Mancherà Bottani: ‘Ma non voglio alibi, abbiamo le alternative e cambieremo modo di giocare’

A proposito di Bottani, l’attesa sfida tra numeri 10 con Marchesano domani non ci sarà in quanto il bianconero fisicamente non è al meglio e non sarà della partita, così come molto probabilmente mancherà anche il difensore Mijat Maric (oltre a Guidotti e Baumann)... «Chiaramente per me sarebbe stato meglio avere Bottani a disposizione, ma odio la cultura dell’alibi. Quando manca un giocatore ce n’è un altro pronto, anche se questo può comportare di modificare il modo di giocare. Se manca uno come Bottani, inevitabilmente giochi un altro tipo di calcio, in quanto lui sa dove andare a prendere la palla e come fare male alle difese avversarie, per cui quando non puoi contare su un elemento così devi trovare delle alternative. In questa settimana abbiamo ad esempio lavorato molto bene con Lungoyi e con Luis Phelipe, meno con Amoura in quanto ha svolto solo oggi il primo allenamento completo (dopo essere stato impegnato con la Nazionale algerina, ndr), ma rimane una valida alternativa così come Abubakar, nel quale credo moltissimo così come in tutti i ragazzi della rosa. A volte è un peccato che non si vedano le loro caratteristiche perché li devo lasciar fuori, ma sono elementi dal potenziale enorme, per cui abbiamo le alternative per far bene anche senza Bottani».
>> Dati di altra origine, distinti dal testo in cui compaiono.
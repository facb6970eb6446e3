//! Access kinds and their lowering to pipeline synchronization.
//!
//! Passes describe *what* they do to a resource with an [`Access`]; the
//! compiler lowers that to a [`ResourceUse`] (stage mask, access mask, image
//! layout) when it builds barriers and semaphore waits.

use bitflags::bitflags;

use crate::resource::ImageUsageFlags;

bitflags! {
    pub struct PipelineStageFlags: u32 {
        const TOP_OF_PIPE = 1 << 0;
        const DRAW_INDIRECT = 1 << 1;
        const VERTEX_INPUT = 1 << 2;
        const VERTEX_SHADER = 1 << 3;
        const FRAGMENT_SHADER = 1 << 4;
        const EARLY_FRAGMENT_TESTS = 1 << 5;
        const LATE_FRAGMENT_TESTS = 1 << 6;
        const COLOR_ATTACHMENT_OUTPUT = 1 << 7;
        const COMPUTE_SHADER = 1 << 8;
        const TRANSFER = 1 << 9;
        const BOTTOM_OF_PIPE = 1 << 10;
        const HOST = 1 << 11;
        const ALL_COMMANDS = 1 << 12;
    }
}

bitflags! {
    pub struct AccessFlags: u32 {
        const INDIRECT_COMMAND_READ = 1 << 0;
        const INDEX_READ = 1 << 1;
        const VERTEX_ATTRIBUTE_READ = 1 << 2;
        const UNIFORM_READ = 1 << 3;
        const SHADER_READ = 1 << 4;
        const SHADER_WRITE = 1 << 5;
        const COLOR_ATTACHMENT_READ = 1 << 6;
        const COLOR_ATTACHMENT_WRITE = 1 << 7;
        const DEPTH_STENCIL_ATTACHMENT_READ = 1 << 8;
        const DEPTH_STENCIL_ATTACHMENT_WRITE = 1 << 9;
        const TRANSFER_READ = 1 << 10;
        const TRANSFER_WRITE = 1 << 11;
        const HOST_READ = 1 << 12;
        const HOST_WRITE = 1 << 13;
        const MEMORY_READ = 1 << 14;
        const MEMORY_WRITE = 1 << 15;
    }
}

#[derive(Copy, Clone, Debug, Eq, PartialEq, Hash)]
pub enum ImageLayout {
    Undefined,
    General,
    ColorAttachmentOptimal,
    DepthStencilAttachmentOptimal,
    DepthStencilReadOnlyOptimal,
    ShaderReadOnlyOptimal,
    TransferSrcOptimal,
    TransferDstOptimal,
    ReadOnlyOptimalKhr,
    Preinitialized,
    PresentSrcKhr,
}

impl Default for ImageLayout {
    fn default() -> ImageLayout {
        ImageLayout::Undefined
    }
}

bitflags! {
    /// Coarse execution sites. Also used as compute classes during constant
    /// folding, where the numeric ordering of the bits matters:
    /// placeholder < constant < host < device.
    pub struct DomainFlags: u32 {
        const PLACEHOLDER = 1 << 0;
        const CONSTANT = 1 << 1;
        const HOST = 1 << 2;
        const PE = 1 << 3;
        const TRANSFER_QUEUE = 1 << 4;
        const COMPUTE_QUEUE = 1 << 5;
        const GRAPHICS_QUEUE = 1 << 6;
        const DEVICE = Self::TRANSFER_QUEUE.bits | Self::COMPUTE_QUEUE.bits | Self::GRAPHICS_QUEUE.bits;
        const ANY = Self::DEVICE.bits | Self::HOST.bits;
    }
}

impl DomainFlags {
    /// True if this is exactly one of the three queue domains.
    pub fn is_queue(self) -> bool {
        self == DomainFlags::GRAPHICS_QUEUE
            || self == DomainFlags::COMPUTE_QUEUE
            || self == DomainFlags::TRANSFER_QUEUE
    }

    /// The first set queue bit, in transfer < compute < graphics order.
    pub fn pick_first_domain(self) -> DomainFlags {
        for d in &[
            DomainFlags::TRANSFER_QUEUE,
            DomainFlags::COMPUTE_QUEUE,
            DomainFlags::GRAPHICS_QUEUE,
            DomainFlags::HOST,
        ] {
            if self.contains(*d) {
                return *d;
            }
        }
        self
    }

    pub fn to_str(self) -> &'static str {
        match self {
            DomainFlags::HOST => "Host",
            DomainFlags::PE => "PE",
            DomainFlags::TRANSFER_QUEUE => "Transfer",
            DomainFlags::COMPUTE_QUEUE => "Compute",
            DomainFlags::GRAPHICS_QUEUE => "Graphics",
            DomainFlags::DEVICE => "Device",
            DomainFlags::ANY => "Any",
            _ => "?",
        }
    }
}

/// Semantic access a pass makes to a resource.
#[derive(Copy, Clone, Debug, Eq, PartialEq, Hash)]
pub enum Access {
    None,
    Clear,
    ColorRead,
    ColorWrite,
    ColorRW,
    ColorResolveRead,
    ColorResolveWrite,
    DepthStencilRead,
    DepthStencilRW,
    FragmentSampled,
    FragmentRead,
    FragmentWrite,
    TransferRead,
    TransferWrite,
    TransferClear,
    ComputeRead,
    ComputeWrite,
    ComputeRW,
    ComputeSampled,
    AttributeRead,
    VertexRead,
    IndexRead,
    IndirectRead,
    HostRead,
    HostWrite,
    HostRW,
    MemoryRead,
    MemoryWrite,
    MemoryRW,
}

/// The lowered form of an [`Access`].
#[derive(Copy, Clone, Debug, Eq, PartialEq, Default)]
pub struct ResourceUse {
    pub stages: PipelineStageFlags,
    pub access: AccessFlags,
    pub layout: ImageLayout,
}

impl Default for PipelineStageFlags {
    fn default() -> PipelineStageFlags {
        PipelineStageFlags::empty()
    }
}

impl Default for AccessFlags {
    fn default() -> AccessFlags {
        AccessFlags::empty()
    }
}

pub fn is_write_access(ia: Access) -> bool {
    match ia {
        Access::Clear
        | Access::ColorResolveWrite
        | Access::ColorWrite
        | Access::ColorRW
        | Access::DepthStencilRW
        | Access::FragmentWrite
        | Access::TransferWrite
        | Access::TransferClear
        | Access::ComputeWrite
        | Access::ComputeRW
        | Access::HostWrite
        | Access::HostRW
        | Access::MemoryWrite
        | Access::MemoryRW => true,
        _ => false,
    }
}

pub fn is_read_access(ia: Access) -> bool {
    match ia {
        Access::ColorResolveRead
        | Access::ColorRead
        | Access::ColorRW
        | Access::DepthStencilRead
        | Access::DepthStencilRW
        | Access::FragmentRead
        | Access::FragmentSampled
        | Access::TransferRead
        | Access::ComputeRead
        | Access::ComputeSampled
        | Access::ComputeRW
        | Access::AttributeRead
        | Access::VertexRead
        | Access::IndexRead
        | Access::IndirectRead
        | Access::HostRead
        | Access::HostRW
        | Access::MemoryRead
        | Access::MemoryRW => true,
        _ => false,
    }
}

pub fn is_transfer_access(ia: Access) -> bool {
    match ia {
        Access::TransferRead | Access::TransferWrite | Access::TransferClear => true,
        _ => false,
    }
}

pub fn is_storage_access(ia: Access) -> bool {
    match ia {
        Access::FragmentRead
        | Access::FragmentWrite
        | Access::ComputeRead
        | Access::ComputeWrite
        | Access::ComputeRW
        | Access::HostRead
        | Access::HostWrite
        | Access::HostRW
        | Access::MemoryRead
        | Access::MemoryWrite
        | Access::MemoryRW => true,
        _ => false,
    }
}

/// Accesses that can live in a read-only optimal layout.
pub fn is_readonly_access(ia: Access) -> bool {
    match ia {
        Access::FragmentSampled | Access::ComputeSampled | Access::DepthStencilRead => true,
        _ => false,
    }
}

pub fn access_name(ia: Access) -> &'static str {
    match ia {
        Access::None => "none",
        Access::Clear => "clear",
        Access::ColorRead => "color_read",
        Access::ColorWrite => "color_write",
        Access::ColorRW => "color_rw",
        Access::ColorResolveRead => "color_resolve_read",
        Access::ColorResolveWrite => "color_resolve_write",
        Access::DepthStencilRead => "depth_stencil_read",
        Access::DepthStencilRW => "depth_stencil_rw",
        Access::FragmentSampled => "fragment_sampled",
        Access::FragmentRead => "fragment_read",
        Access::FragmentWrite => "fragment_write",
        Access::TransferRead => "transfer_read",
        Access::TransferWrite => "transfer_write",
        Access::TransferClear => "transfer_clear",
        Access::ComputeRead => "compute_read",
        Access::ComputeWrite => "compute_write",
        Access::ComputeRW => "compute_rw",
        Access::ComputeSampled => "compute_sampled",
        Access::AttributeRead => "attribute_read",
        Access::VertexRead => "vertex_read",
        Access::IndexRead => "index_read",
        Access::IndirectRead => "indirect_read",
        Access::HostRead => "host_read",
        Access::HostWrite => "host_write",
        Access::HostRW => "host_rw",
        Access::MemoryRead => "memory_read",
        Access::MemoryWrite => "memory_write",
        Access::MemoryRW => "memory_rw",
    }
}
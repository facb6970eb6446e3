//! Schedule execution.
//!
//! Walks the linearized item list, materializing transient resources through
//! the allocator tiers, emitting the barriers derived from the lowered sync,
//! and recording commands through the device backend. Work is recorded into
//! one command buffer per queue segment (transfer, compute, graphics, in
//! that order) with timeline-semaphore chaining between queues.

use fxhash::FxHashMap;

use crate::access::{
    is_write_use, to_use, Access, AccessFlags, DomainFlags, ImageLayout, PipelineStageFlags,
    ResourceUse,
};
use crate::alloc::{FrameAllocator, ResourceAllocator};
use crate::backend::{
    AttachmentDescription, DeviceBackend, FramebufferCreateInfo, ImageBarrier, LoadOp,
    RecordContext, RenderPassCreateInfo, StoreOp,
};
use crate::compile::Compiler;
use crate::error::{Error, Result};
use crate::format::Format;
use crate::ir::value::{eval_owned, Value};
use crate::ir::{IRModule, NodeKey, NodeKind, Ref};
use crate::resource::{
    ClearValue, CommandBufferHandle, Extent2D, Extent3D, FenceHandle, ImageAttachment,
    ImageCreateInfo, ImageHandle, ImageTiling, ImageType, ImageUsageFlags, ImageViewCreateInfo,
    SemaphoreHandle, SwapchainHandle,
};
use crate::typedesc::TypeKind;

pub struct SubmitResult {
    pub fence: Option<FenceHandle>,
    pub presented: bool,
}

struct RenderPassRegion {
    attachments: Vec<(usize, Ref, Access)>,
    extent: Extent2D,
}

struct Executor<'a> {
    module: &'a IRModule,
    compiler: &'a Compiler,
    frame: &'a FrameAllocator<'a>,
    backend: &'a dyn DeviceBackend,
    values: FxHashMap<Ref, Value>,
    last_use: FxHashMap<ImageHandle, ResourceUse>,
    swapchain_images: FxHashMap<ImageHandle, (SwapchainHandle, u32)>,
    acquire_semaphores: Vec<SemaphoreHandle>,
    extent_overrides: FxHashMap<NodeKey, Extent3D>,
    render_passes: FxHashMap<NodeKey, RenderPassRegion>,
    present: Option<(SwapchainHandle, u32, SemaphoreHandle)>,
}

fn undefined_use() -> ResourceUse {
    ResourceUse {
        stages: PipelineStageFlags::TOP_OF_PIPE,
        access: AccessFlags::empty(),
        layout: ImageLayout::Undefined,
    }
}

pub fn execute(
    module: &IRModule,
    compiler: &Compiler,
    frame: &FrameAllocator,
) -> Result<SubmitResult> {
    let mut exec = Executor {
        module,
        compiler,
        frame,
        backend: frame.backend(),
        values: FxHashMap::default(),
        last_use: FxHashMap::default(),
        swapchain_images: FxHashMap::default(),
        acquire_semaphores: Vec::new(),
        extent_overrides: FxHashMap::default(),
        render_passes: FxHashMap::default(),
        present: None,
    };
    exec.collect_render_passes();
    exec.infer_framebuffer_extents()?;
    exec.run()
}
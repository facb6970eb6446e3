//! End-to-end graph scenarios against the recording backend.

mod common;

use std::sync::Arc;

use common::{test_swapchain, Event, MockBackend};
use framegraph::compile::RenderGraphCompileOptions;
use framegraph::resource::*;
use framegraph::{
    execute, Access, Axis, Compiler, DomainFlags, Error, GlobalAllocator, IRModule, ImageLayout,
    NodeKind, Ref, ResourceAllocator, RingFrameAllocator, RuntimeOptions, Value,
};

fn runtime(backend: Arc<MockBackend>) -> RingFrameAllocator {
    let options = RuntimeOptions {
        frames_in_flight: 2,
        ..Default::default()
    };
    let global = Arc::new(GlobalAllocator::new(backend, options));
    RingFrameAllocator::new(global)
}

fn image_fn(module: &mut IRModule, access: Access) -> Ref {
    let img_ty = module.types.ty_image;
    let imbued = module.types.make_imbued_ty(img_ty, access);
    let aliased = module.types.make_aliased_ty(img_ty, 1);
    let fn_ty = module
        .types
        .make_opaque_fn_ty(vec![imbued], vec![aliased], DomainFlags::ANY);
    module.make_declare_fn(
        fn_ty,
        Box::new(|ctx| {
            ctx.backend.cmd_dispatch(ctx.cb, 1, 1, 1);
            Ok(())
        }),
    )
}

fn plain_image(handle: u64, levels: u32) -> ImageAttachment {
    ImageAttachment {
        image: ImageHandle(handle),
        view: ImageViewHandle(handle + 1),
        extent: Extent3D::new(64, 64, 1),
        format: framegraph::Format::R8g8b8a8Unorm,
        samples: 1,
        base_level: 0,
        level_count: levels,
        base_layer: 0,
        layer_count: 1,
    }
}

//--------------------------------------------------------------------------------------------------

#[test]
fn single_pass_clear_and_present() {
    let _ = pretty_env_logger::try_init();
    let backend = MockBackend::new();
    let mut ring = runtime(backend.clone());

    let mut module = IRModule::new();
    let sw = test_swapchain();
    let sw_ty = module.types.ty_swapchain;
    let sw_ref = module.make_acquire(&[sw_ty], vec![Value::Swapchain(sw.clone())]);
    let img = module.make_acquire_next_image(sw_ref);
    let mem_ty = module.types.ty_memory;
    let clear_value = module.make_constant(
        mem_ty,
        Value::Clear(ClearValue::color(0.3, 0.5, 0.3, 1.0)),
    );
    let cleared = module.make_clear(img, clear_value);
    let released = module.make_release(&[cleared], Access::None, DomainFlags::PE);
    module.hold(released);

    let mut compiler = Compiler::new();
    compiler
        .compile(&mut module, &[released], &RenderGraphCompileOptions::default())
        .unwrap();

    let frame = ring.next_frame().unwrap();
    let result = execute(&module, &compiler, &frame).unwrap();
    assert!(result.presented);
    assert!(result.fence.is_some());

    // one graphics submission, no compute or transfer work
    assert_eq!(backend.submits(), vec![DomainFlags::GRAPHICS_QUEUE]);

    // the first swapchain image went undefined -> transfer-dst -> present
    let image = sw.images[0].image;
    assert_eq!(
        backend.layout_transitions(image),
        vec![
            (ImageLayout::Undefined, ImageLayout::TransferDstOptimal),
            (ImageLayout::TransferDstOptimal, ImageLayout::PresentSrcKhr),
        ]
    );

    let events = backend.events();
    assert!(events.contains(&Event::ClearColor {
        image,
        layout: ImageLayout::TransferDstOptimal,
        value: ClearValue::color(0.3, 0.5, 0.3, 1.0),
    }));
    assert!(events.contains(&Event::QueuePresent {
        swapchain: sw.handle,
        index: 0,
    }));
}

#[test]
fn double_write_is_rewritten_into_a_chain() {
    let backend = MockBackend::new();
    let mut ring = runtime(backend.clone());

    let mut module = IRModule::new();
    let img_ty = module.types.ty_image;
    let a = module.make_acquire(&[img_ty], vec![Value::Image(plain_image(42, 1))]);
    let f = image_fn(&mut module, Access::ComputeWrite);
    let w1 = module.make_call(f, &[a]);
    // second write against the stale ref; implicit linking must rewrite it
    let w2 = module.make_call(f, &[a]);
    let released = module.make_release(&[w2], Access::None, DomainFlags::HOST);
    module.hold(released);

    let mut compiler = Compiler::new();
    compiler
        .compile(&mut module, &[released], &RenderGraphCompileOptions::default())
        .unwrap();

    // the second call now consumes the first call's result
    match &module.node(w2.node).kind {
        NodeKind::Call { args } => assert_eq!(args[1], w1),
        other => panic!("unexpected kind {:?}", other.name()),
    }

    // schedule holds exactly the two writes plus the release, in link order
    let order: Vec<_> = compiler.get_scheduled_nodes().map(|i| i.node).collect();
    let p1 = order.iter().position(|n| *n == w1.node).unwrap();
    let p2 = order.iter().position(|n| *n == w2.node).unwrap();
    let pr = order.iter().position(|n| *n == released.node).unwrap();
    assert!(p1 < p2 && p2 < pr);

    let frame = ring.next_frame().unwrap();
    execute(&module, &compiler, &frame).unwrap();
    let dispatches = backend
        .events()
        .iter()
        .filter(|e| matches!(e, Event::Dispatch { .. }))
        .count();
    assert_eq!(dispatches, 2);
}

#[test]
fn slice_and_reconverge_before_release() {
    let backend = MockBackend::new();
    let mut ring = runtime(backend.clone());

    let mut module = IRModule::new();
    let img_ty = module.types.ty_image;
    let a = module.make_acquire(&[img_ty], vec![Value::Image(plain_image(50, 4))]);
    let start = module.make_constant_u64(0);
    let count = module.make_constant_u64(2);
    let sliced = module.make_slice(img_ty, a, Axis::Mip, start, count);

    let writer = image_fn(&mut module, Access::ComputeWrite);
    let written = module.make_call(writer, &[sliced]);
    let sampler = image_fn(&mut module, Access::FragmentSampled);
    let sampled = module.make_call(sampler, &[sliced.sibling(1)]);

    let released = module.make_release(&[written, sampled], Access::None, DomainFlags::HOST);
    module.hold(released);

    let mut compiler = Compiler::new();
    compiler
        .compile(&mut module, &[released], &RenderGraphCompileOptions::default())
        .unwrap();

    // forced convergence re-merged the diverged image before the release
    let order: Vec<_> = compiler.get_scheduled_nodes().map(|i| i.node).collect();
    let release_pos = order.iter().position(|n| *n == released.node).unwrap();
    let converge_pos = order
        .iter()
        .position(|n| matches!(module.node(*n).kind, NodeKind::Converge { .. }))
        .expect("a synthesized converge must be scheduled");
    assert!(converge_pos < release_pos);

    let frame = ring.next_frame().unwrap();
    execute(&module, &compiler, &frame).unwrap();
}

#[test]
fn duplicate_acquire_is_rejected() {
    let mut module = IRModule::new();
    let sw = test_swapchain();
    let sw_ty = module.types.ty_swapchain;
    let s1 = module.make_acquire(&[sw_ty], vec![Value::Swapchain(sw.clone())]);
    let s2 = module.make_acquire(&[sw_ty], vec![Value::Swapchain(sw.clone())]);
    let i1 = module.make_acquire_next_image(s1);
    let i2 = module.make_acquire_next_image(s2);
    let mem_ty = module.types.ty_memory;
    let cv = module.make_constant(mem_ty, Value::Clear(ClearValue::color(0.0, 0.0, 0.0, 1.0)));
    let c1 = module.make_clear(i1, cv);
    let c2 = module.make_clear(i2, cv);
    let released = module.make_release(&[c1, c2], Access::None, DomainFlags::PE);
    module.hold(released);

    let mut compiler = Compiler::new();
    let err = compiler
        .compile(&mut module, &[released], &RenderGraphCompileOptions::default())
        .unwrap_err();
    match err {
        Error::DuplicatedResource {
            trace,
            previous_trace,
            ..
        } => {
            // both acquisition sites are reported
            assert!(trace.contains("graph.rs"));
            assert!(previous_trace.contains("graph.rs"));
            assert_ne!(trace, previous_trace);
        }
        other => panic!("expected a duplicated-resource error, got {}", other),
    }
}

#[test]
fn queue_inference_falls_back_to_graphics() {
    let backend = MockBackend::new();
    let mut ring = runtime(backend.clone());

    let mut module = IRModule::new();
    let img_ty = module.types.ty_image;
    let a = module.make_acquire(&[img_ty], vec![Value::Image(plain_image(60, 1))]);
    let f = image_fn(&mut module, Access::ComputeRW);
    let w1 = module.make_call(f, &[a]);
    let w2 = module.make_call(f, &[w1]);
    let released = module.make_release(&[w2], Access::None, DomainFlags::HOST);
    module.hold(released);

    let mut compiler = Compiler::new();
    compiler
        .compile(&mut module, &[released], &RenderGraphCompileOptions::default())
        .unwrap();

    // no hints anywhere: everything lands on the graphics queue
    for item in compiler.get_scheduled_nodes() {
        assert_eq!(item.scheduled_domain, DomainFlags::GRAPHICS_QUEUE);
    }
    assert_eq!(compiler.transfer_partition().count(), 0);
    assert_eq!(compiler.compute_partition().count(), 0);
    assert_eq!(
        compiler.graphics_partition().count(),
        compiler.get_scheduled_nodes().count()
    );

    let frame = ring.next_frame().unwrap();
    execute(&module, &compiler, &frame).unwrap();
    assert_eq!(backend.submits(), vec![DomainFlags::GRAPHICS_QUEUE]);
}

#[test]
fn frame_recycle_waits_on_the_slot_fence() {
    let backend = MockBackend::new();
    let mut ring = runtime(backend.clone());

    // frame 0 leaves a pending fence in slot 0
    let f0 = {
        let frame = ring.next_frame().unwrap();
        let fence = frame.allocate_fence().unwrap();
        frame.pending_fence(fence);
        fence
    };
    // frame 1 uses slot 1, no wait on slot 0
    {
        let frame = ring.next_frame().unwrap();
        let fence = frame.allocate_fence().unwrap();
        frame.pending_fence(fence);
    }
    let waits_before: Vec<_> = backend
        .events()
        .iter()
        .filter(|e| matches!(e, Event::WaitFences { .. }))
        .cloned()
        .collect();
    assert!(waits_before.is_empty());

    // frame 2 recycles slot 0: it must observe frame 0's fence first
    let frame = ring.next_frame().unwrap();
    let waits: Vec<_> = backend
        .events()
        .iter()
        .filter_map(|e| match e {
            Event::WaitFences { fences } => Some(fences.clone()),
            _ => None,
        })
        .collect();
    assert_eq!(waits, vec![vec![f0]]);

    // the per-frame state was reset: the recycled slot serves the same fence
    let fence = frame.allocate_fence().unwrap();
    assert_eq!(fence, f0);
}

#[test]
fn recompilation_is_stable() {
    let mut module = IRModule::new();
    let img_ty = module.types.ty_image;
    let a = module.make_acquire(&[img_ty], vec![Value::Image(plain_image(42, 1))]);
    let f = image_fn(&mut module, Access::ComputeWrite);
    let _w1 = module.make_call(f, &[a]);
    let w2 = module.make_call(f, &[a]);
    let released = module.make_release(&[w2], Access::None, DomainFlags::HOST);
    module.hold(released);

    let mut compiler = Compiler::new();
    compiler
        .compile(&mut module, &[released], &RenderGraphCompileOptions::default())
        .unwrap();
    let first: Vec<_> = compiler.get_scheduled_nodes().map(|i| i.node).collect();
    let frontier = module.link_frontier;

    // the second invocation finds the frontier covering the whole module and
    // reproduces the same schedule
    compiler
        .compile(&mut module, &[released], &RenderGraphCompileOptions::default())
        .unwrap();
    let second: Vec<_> = compiler.get_scheduled_nodes().map(|i| i.node).collect();
    assert_eq!(first, second);
    assert_eq!(module.link_frontier, frontier);
}
//! Synchronization lowering.
//!
//! Turns the access annotations on the linked graph into per-link
//! `ResourceUse`s. Writes get an `undef_sync`. All readers of one link share
//! a single `read_sync`: their stage and access masks are OR-ed together and
//! the layout is merged (transfer-source if only transfer readers, general
//! if storage readers or a transfer/read-only mix, read-only otherwise), so
//! no read-to-read barriers are ever emitted.

use slotmap::SecondaryMap;

use crate::access::{
    is_readonly_access, is_storage_access, is_transfer_access, is_write_access, to_use, Access,
    ImageLayout, ResourceUse,
};
use crate::compile::ScheduledItem;
use crate::error::Result;
use crate::ir::link::Links;
use crate::ir::{IRModule, NodeKey, NodeKind, Ref};
use crate::typedesc::TypeKind;

fn call_signature(module: &IRModule, key: NodeKey) -> Option<(usize, Vec<crate::typedesc::TypeId>)> {
    if let NodeKind::Call { args } = &module.node(key).kind {
        match module.types.kind(module.ref_ty(args[0])) {
            TypeKind::OpaqueFn { args, .. } => Some((1, args)),
            TypeKind::ShaderFn { args, .. } => Some((4, args)),
            _ => None,
        }
    } else {
        None
    }
}

/// The access a consumer makes through one of its argument slots.
fn consumer_access(module: &IRModule, consumer: Ref) -> Option<Access> {
    match &module.node(consumer.node).kind {
        NodeKind::Call { .. } => {
            let (first_parm, fn_args) = call_signature(module, consumer.node)?;
            let i = consumer.index as usize;
            if i < first_parm || i - first_parm >= fn_args.len() {
                return None;
            }
            match module.types.kind(fn_args[i - first_parm]) {
                TypeKind::Imbued { access, .. } => Some(access),
                _ => None,
            }
        }
        _ => None,
    }
}

fn merge_reads(module: &IRModule, reads: &[Ref]) -> Option<ResourceUse> {
    let mut dst_use = ResourceUse::default();
    let mut need_read_only = false;
    let mut need_transfer = false;
    let mut need_general = false;
    let mut any = false;

    for r in reads {
        let access = match &module.node(r.node).kind {
            NodeKind::Call { .. } => match consumer_access(module, *r) {
                Some(a) => a,
                None => continue,
            },
            NodeKind::Converge { .. } | NodeKind::Construct { .. } => continue,
            _ => continue,
        };
        if is_transfer_access(access) {
            need_transfer = true;
        }
        if is_storage_access(access) {
            need_general = true;
        }
        if is_readonly_access(access) {
            need_read_only = true;
        }
        let u = to_use(access);
        dst_use.access |= u.access;
        dst_use.stages |= u.stages;
        any = true;
    }

    if !any {
        return None;
    }

    dst_use.layout = ImageLayout::ReadOnlyOptimalKhr;
    if need_transfer && !need_read_only {
        dst_use.layout = ImageLayout::TransferSrcOptimal;
    }
    if need_general || (need_transfer && need_read_only) {
        dst_use.layout = ImageLayout::General;
    }
    Some(dst_use)
}

pub(crate) fn run(
    module: &IRModule,
    nodes: &[NodeKey],
    links: &mut Links,
    scheduled: &SecondaryMap<NodeKey, usize>,
    items: &[ScheduledItem],
) -> Result<()> {
    for &key in nodes {
        match &module.node(key).kind {
            NodeKind::Call { args } => {
                let args: Vec<Ref> = args.iter().copied().collect();
                let (first_parm, fn_args) = match call_signature(module, key) {
                    Some(s) => s,
                    None => continue,
                };
                for i in first_parm..args.len() {
                    let access = match module.types.kind(fn_args[i - first_parm]) {
                        TypeKind::Imbued { access, .. } => access,
                        _ => continue,
                    };
                    let parm = args[i];
                    if is_write_access(access) {
                        debug_assert!(links.link(parm).undef_sync.is_none());
                        links.link_mut(parm).undef_sync = Some(to_use(access));
                    } else if links.link(parm).read_sync.is_none() {
                        let reads: Vec<Ref> = links.link(parm).reads.iter().copied().collect();
                        links.link_mut(parm).read_sync = merge_reads(module, &reads);
                    }
                }
            }
            NodeKind::Clear { dst, .. } => {
                let dst = *dst;
                debug_assert!(links.link(dst).undef_sync.is_none());
                links.link_mut(dst).undef_sync = Some(to_use(Access::TransferClear));
            }
            NodeKind::Release {
                src, dst_access, ..
            } => {
                let src: Vec<Ref> = src.iter().copied().collect();
                let dst_access = *dst_access;
                let release_domain = scheduled
                    .get(key)
                    .map(|i| items[*i].scheduled_domain);
                for parm in src {
                    if links.link(parm).undef_sync.is_some() {
                        continue;
                    }
                    if dst_access != Access::None {
                        links.link_mut(parm).undef_sync = Some(to_use(dst_access));
                    } else if let (Some(rd), Some(pi)) =
                        (release_domain, scheduled.get(parm.node))
                    {
                        if items[*pi].scheduled_domain != rd {
                            // the producer runs on another queue and we know
                            // nothing about future use
                            links.link_mut(parm).undef_sync = Some(to_use(Access::MemoryRW));
                        }
                    }
                }
            }
            NodeKind::Use { src, access } => {
                let (src, access) = (*src, *access);
                let src_ty = module.ref_ty(src);
                let elem_hash = match module.types.kind(module.types.fully_stripped(src_ty)) {
                    TypeKind::Array { elem, .. } => module.types.hash_value(elem),
                    _ => module.types.hash_value(module.types.fully_stripped(src_ty)),
                };
                if !module.types.is_bufferlike_view(src_ty)
                    && elem_hash != module.types.builtin_image
                {
                    continue;
                }
                if links.link(src).undef_sync.is_some() {
                    continue;
                }
                if access != Access::None {
                    links.link_mut(src).undef_sync = Some(to_use(access));
                } else if let NodeKind::Converge { diverged } = &module.node(src.node).kind {
                    // borrow the sync of the first diverged branch that has
                    // any; it is possible none do, in which case no sync is
                    // needed here
                    let mut found = None;
                    for d in diverged.iter().skip(1) {
                        let mut cur = *d;
                        loop {
                            let l = links.link(cur);
                            if l.undef_sync.is_some() || l.read_sync.is_some() {
                                found = l.undef_sync.or(l.read_sync);
                                break;
                            }
                            match l.prev {
                                Some(p) => cur = p,
                                None => break,
                            }
                        }
                        if found.is_some() {
                            break;
                        }
                    }
                    if let Some(sync) = found {
                        links.link_mut(src).undef_sync = Some(sync);
                    }
                }
            }
            _ => {}
        }
    }
    Ok(())
}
Fare bene significa evitare la quinta sconfitta consecutiva contro uno Zurigo che nei quattro scontri diretti della scorsa stagione ha lasciato solo un punto ai sottocenerini… «Ultimamente le partite contro lo Zurigo ci sono sempre andate storte, ma non c’è una ragione precisa se non quella che è una squadra negli ultimi anni sempre costruita per arrivare terza in classifica. Poi a volte è partita bene e ha finito male, altre il contrario, senza quindi riuscire a trovare quell’equilibrio di rendimento che le avrebbe permesso di fare la differenza. Con questo nuovo allenatore poi sono una squadra che cerca di dominare il gioco, fanno un calcio molto più offensivo e sappiamo che partita aspettarci, ma anche come provare a colpirli. Vogliamo assolutamente sfatare questo tabù».

‘Aumentare gli impulsi offensivi. Più del terzo posto, vincere sarebbe importante per la fiducia’

La formula – che tra spauracchi e tabù assume i crismi di una sorta di macumba – del “Crus” per riuscirci è sempre la stessa, magari aggiungendo però alcune novità studiate durante la pausa dedicata alle Nazionali… «Chi mi conosce ormai sa cosa mi aspetto, non possiamo mollare o distrarci nemmeno per due minuti e spero che i ragazzi abbiano capito come far male allo Zurigo, perché abbiamo preparato bene la partita. Inoltre abbiamo utilizzato questi dieci giorni per dare qualche impulso offensivo in più, perché questa squadra ha sì una grande solidità difensiva, ma sono convinto che abbia anche una qualità offensiva da non tralasciare e che dobbiamo vedere sempre più spesso».

In palio al Letzigrund il terzo posto (il Lugano segue gli zurighesi a 3 lunghezze ma con una partita in meno), anche se Croci-Torti guarda più all’aspetto mentale di un’eventuale vittoria… «Da questa sfida uscirà un vincitore che potrà andare avanti con maggior forza e convinzione e noi avremo altre due partite difficili, la trasferta a Basilea e la sfida di Coppa con l’Yb, che lanceremmo nel migliore dei modi».